**Assigned task**
Write out exactly the lines from the first line of the records below through the line that contains "fn state_changed(&self, state: ScanState);", and stop there.

Material provided: Begin

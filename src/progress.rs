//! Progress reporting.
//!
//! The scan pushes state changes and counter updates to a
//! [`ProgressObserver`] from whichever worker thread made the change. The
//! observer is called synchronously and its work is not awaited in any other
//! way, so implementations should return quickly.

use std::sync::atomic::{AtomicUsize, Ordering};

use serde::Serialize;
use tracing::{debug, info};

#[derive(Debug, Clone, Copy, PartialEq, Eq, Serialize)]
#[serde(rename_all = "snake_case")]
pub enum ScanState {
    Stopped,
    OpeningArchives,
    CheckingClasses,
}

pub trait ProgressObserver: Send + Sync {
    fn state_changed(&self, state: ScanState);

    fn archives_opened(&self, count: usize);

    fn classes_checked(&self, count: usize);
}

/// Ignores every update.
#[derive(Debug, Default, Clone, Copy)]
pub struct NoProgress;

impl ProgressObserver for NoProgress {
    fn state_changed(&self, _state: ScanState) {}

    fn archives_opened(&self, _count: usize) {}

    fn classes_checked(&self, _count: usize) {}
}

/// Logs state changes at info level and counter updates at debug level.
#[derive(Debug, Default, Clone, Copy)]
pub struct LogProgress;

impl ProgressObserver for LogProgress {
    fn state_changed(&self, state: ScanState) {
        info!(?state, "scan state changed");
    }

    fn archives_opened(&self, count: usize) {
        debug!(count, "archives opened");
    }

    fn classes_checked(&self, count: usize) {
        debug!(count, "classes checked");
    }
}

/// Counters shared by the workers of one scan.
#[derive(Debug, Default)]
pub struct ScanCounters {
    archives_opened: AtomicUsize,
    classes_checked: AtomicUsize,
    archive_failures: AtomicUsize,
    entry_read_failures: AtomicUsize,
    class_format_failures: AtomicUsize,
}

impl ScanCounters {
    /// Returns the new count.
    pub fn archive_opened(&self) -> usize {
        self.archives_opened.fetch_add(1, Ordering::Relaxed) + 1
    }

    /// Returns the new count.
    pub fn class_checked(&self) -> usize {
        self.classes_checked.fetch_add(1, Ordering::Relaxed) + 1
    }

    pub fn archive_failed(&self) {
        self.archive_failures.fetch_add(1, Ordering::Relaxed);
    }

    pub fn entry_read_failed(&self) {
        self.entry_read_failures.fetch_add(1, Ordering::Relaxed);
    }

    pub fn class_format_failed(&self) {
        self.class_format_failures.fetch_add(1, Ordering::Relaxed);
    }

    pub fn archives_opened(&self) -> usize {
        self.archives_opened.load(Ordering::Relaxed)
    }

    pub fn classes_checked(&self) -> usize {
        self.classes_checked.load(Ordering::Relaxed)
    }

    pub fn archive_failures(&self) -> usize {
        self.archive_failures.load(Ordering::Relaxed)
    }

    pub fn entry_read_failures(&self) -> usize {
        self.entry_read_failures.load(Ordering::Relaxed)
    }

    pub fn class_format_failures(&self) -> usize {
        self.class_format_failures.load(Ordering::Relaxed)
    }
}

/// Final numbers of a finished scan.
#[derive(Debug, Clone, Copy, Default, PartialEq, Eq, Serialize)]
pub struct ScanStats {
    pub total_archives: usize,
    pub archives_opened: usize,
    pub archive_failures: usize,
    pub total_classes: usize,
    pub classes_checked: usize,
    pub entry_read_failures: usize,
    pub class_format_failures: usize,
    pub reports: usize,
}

Material provided: End

**Result of this task**
filename src/progress.rs
//! Progress reporting.
//!
//! The scan pushes state changes and counter updates to a
//! [`ProgressObserver`] from whichever worker thread made the change. The
//! observer is called synchronously and its work is not awaited in any other
//! way, so implementations should return quickly.

use std::sync::atomic::{AtomicUsize, Ordering};

use serde::Serialize;
use tracing::{debug, info};

#[derive(Debug, Clone, Copy, PartialEq, Eq, Serialize)]
#[serde(rename_all = "snake_case")]
pub enum ScanState {
    Stopped,
    OpeningArchives,
    CheckingClasses,
}

pub trait ProgressObserver: Send + Sync {
    fn state_changed(&self, state: ScanState);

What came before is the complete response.